Data in this exercise ->
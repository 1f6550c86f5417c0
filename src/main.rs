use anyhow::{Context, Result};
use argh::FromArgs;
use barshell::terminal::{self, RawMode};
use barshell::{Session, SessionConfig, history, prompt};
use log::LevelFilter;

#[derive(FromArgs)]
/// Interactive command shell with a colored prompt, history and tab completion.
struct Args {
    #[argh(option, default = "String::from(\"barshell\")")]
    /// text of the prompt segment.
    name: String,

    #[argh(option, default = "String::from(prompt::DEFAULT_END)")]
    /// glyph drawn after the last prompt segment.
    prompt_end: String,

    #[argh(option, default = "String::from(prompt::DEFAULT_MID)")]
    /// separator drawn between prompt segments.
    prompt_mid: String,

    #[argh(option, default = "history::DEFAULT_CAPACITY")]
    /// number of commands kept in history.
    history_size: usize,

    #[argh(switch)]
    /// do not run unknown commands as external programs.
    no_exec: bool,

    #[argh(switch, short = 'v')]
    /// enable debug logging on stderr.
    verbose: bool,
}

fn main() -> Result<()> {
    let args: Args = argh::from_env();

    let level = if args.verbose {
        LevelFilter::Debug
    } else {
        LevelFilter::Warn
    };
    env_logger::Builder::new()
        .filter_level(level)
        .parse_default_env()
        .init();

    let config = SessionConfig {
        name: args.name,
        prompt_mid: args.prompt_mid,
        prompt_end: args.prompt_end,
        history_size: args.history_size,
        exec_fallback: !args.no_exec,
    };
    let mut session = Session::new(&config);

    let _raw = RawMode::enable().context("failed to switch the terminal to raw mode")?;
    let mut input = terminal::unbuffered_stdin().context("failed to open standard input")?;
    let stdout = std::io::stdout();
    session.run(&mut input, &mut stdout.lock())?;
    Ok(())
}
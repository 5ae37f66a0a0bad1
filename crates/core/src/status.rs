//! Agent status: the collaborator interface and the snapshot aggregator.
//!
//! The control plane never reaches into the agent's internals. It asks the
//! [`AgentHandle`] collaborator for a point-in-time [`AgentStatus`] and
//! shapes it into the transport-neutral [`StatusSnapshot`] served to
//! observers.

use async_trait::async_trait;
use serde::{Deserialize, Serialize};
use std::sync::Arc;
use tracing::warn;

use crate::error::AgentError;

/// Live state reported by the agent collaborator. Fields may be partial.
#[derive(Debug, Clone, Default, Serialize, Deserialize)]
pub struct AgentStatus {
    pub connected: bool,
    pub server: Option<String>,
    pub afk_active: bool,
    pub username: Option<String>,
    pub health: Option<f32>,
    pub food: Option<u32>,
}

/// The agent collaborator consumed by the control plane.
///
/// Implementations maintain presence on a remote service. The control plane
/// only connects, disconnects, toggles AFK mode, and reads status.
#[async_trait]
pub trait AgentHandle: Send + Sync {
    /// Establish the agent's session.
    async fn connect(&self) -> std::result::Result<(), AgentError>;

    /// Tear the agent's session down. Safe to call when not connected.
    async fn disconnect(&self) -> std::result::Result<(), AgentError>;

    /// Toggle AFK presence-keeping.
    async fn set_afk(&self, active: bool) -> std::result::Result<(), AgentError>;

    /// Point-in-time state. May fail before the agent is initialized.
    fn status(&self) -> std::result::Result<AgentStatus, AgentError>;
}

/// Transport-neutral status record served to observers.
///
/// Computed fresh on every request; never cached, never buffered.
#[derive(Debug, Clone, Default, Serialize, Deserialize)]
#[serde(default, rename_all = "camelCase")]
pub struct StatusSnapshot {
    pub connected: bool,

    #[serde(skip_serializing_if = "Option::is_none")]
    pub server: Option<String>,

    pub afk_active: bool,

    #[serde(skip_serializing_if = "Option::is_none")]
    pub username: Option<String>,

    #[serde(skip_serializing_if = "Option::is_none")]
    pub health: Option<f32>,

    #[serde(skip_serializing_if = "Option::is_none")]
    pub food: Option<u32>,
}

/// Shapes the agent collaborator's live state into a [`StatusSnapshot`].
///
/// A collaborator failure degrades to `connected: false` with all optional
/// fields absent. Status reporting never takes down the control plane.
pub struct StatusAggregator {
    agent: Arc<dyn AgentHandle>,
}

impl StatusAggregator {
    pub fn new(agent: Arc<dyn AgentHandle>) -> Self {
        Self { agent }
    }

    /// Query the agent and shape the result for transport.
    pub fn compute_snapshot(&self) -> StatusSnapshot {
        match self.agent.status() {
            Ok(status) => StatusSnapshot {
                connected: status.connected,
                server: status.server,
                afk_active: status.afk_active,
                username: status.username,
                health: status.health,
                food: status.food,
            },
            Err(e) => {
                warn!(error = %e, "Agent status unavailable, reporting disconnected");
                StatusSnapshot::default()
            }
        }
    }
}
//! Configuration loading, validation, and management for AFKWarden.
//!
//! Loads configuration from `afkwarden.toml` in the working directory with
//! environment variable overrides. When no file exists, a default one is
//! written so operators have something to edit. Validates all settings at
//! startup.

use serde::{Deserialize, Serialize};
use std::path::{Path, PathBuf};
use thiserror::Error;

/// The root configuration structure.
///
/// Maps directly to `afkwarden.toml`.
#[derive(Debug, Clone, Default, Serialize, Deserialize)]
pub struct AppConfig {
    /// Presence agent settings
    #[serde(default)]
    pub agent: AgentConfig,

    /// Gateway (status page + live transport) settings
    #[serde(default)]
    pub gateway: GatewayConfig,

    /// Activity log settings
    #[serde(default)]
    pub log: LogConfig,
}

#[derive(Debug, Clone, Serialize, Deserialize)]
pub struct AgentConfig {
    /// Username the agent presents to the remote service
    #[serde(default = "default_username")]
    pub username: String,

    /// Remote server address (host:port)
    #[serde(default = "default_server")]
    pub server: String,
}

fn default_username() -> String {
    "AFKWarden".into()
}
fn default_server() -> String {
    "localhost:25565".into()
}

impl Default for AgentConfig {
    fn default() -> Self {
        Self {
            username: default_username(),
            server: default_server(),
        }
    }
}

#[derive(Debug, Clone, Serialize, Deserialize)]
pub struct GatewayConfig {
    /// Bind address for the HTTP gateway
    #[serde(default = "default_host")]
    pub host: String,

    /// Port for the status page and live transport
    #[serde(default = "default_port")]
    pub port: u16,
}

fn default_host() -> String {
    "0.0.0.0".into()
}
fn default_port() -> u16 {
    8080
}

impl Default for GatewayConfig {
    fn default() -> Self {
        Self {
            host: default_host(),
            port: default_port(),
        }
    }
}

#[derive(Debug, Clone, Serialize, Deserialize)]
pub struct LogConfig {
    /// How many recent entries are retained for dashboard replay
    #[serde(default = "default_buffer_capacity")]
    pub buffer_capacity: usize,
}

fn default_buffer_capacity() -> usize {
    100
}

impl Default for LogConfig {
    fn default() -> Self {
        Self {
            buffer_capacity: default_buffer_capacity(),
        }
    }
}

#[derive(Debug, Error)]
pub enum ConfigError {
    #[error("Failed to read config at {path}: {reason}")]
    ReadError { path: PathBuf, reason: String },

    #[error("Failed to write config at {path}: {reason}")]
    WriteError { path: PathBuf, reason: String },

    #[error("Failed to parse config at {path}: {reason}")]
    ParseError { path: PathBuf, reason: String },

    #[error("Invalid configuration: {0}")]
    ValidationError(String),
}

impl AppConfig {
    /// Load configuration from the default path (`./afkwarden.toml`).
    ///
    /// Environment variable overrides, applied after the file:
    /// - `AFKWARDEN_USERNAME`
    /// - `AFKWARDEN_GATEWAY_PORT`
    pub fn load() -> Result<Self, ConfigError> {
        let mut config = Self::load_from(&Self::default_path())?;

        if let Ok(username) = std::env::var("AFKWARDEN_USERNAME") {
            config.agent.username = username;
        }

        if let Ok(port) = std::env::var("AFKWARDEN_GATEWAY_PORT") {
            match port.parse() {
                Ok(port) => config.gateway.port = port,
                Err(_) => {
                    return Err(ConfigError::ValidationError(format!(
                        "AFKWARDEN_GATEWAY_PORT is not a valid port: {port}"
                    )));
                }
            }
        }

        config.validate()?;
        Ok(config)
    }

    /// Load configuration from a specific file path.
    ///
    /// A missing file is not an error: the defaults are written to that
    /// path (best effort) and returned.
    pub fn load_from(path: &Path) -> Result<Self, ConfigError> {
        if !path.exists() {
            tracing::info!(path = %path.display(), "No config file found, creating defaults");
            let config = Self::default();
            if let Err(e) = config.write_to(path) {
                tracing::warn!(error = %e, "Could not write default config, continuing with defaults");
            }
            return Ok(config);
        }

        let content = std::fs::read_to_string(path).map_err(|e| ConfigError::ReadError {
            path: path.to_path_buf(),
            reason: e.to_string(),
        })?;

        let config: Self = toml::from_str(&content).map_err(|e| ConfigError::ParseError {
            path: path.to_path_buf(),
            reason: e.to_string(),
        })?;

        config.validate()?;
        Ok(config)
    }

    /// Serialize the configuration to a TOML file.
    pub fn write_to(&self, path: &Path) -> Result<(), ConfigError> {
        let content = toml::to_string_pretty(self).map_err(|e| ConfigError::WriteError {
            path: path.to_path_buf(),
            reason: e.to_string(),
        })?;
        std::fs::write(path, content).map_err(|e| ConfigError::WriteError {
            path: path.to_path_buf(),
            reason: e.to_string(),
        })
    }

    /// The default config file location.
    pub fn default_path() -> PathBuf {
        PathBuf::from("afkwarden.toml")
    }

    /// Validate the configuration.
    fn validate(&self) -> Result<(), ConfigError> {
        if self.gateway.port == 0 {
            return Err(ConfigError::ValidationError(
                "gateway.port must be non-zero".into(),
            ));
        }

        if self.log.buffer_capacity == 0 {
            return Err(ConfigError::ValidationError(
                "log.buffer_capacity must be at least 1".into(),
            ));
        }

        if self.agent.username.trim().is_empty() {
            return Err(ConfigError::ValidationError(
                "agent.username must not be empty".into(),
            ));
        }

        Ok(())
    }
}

Requirement ->
Reproduce each line of the material containing the word "PathBuf".

Your response ->
use std::path::{Path, PathBuf};
    ReadError { path: PathBuf, reason: String },
    WriteError { path: PathBuf, reason: String },
    ParseError { path: PathBuf, reason: String },
    pub fn default_path() -> PathBuf {
        PathBuf::from("afkwarden.toml")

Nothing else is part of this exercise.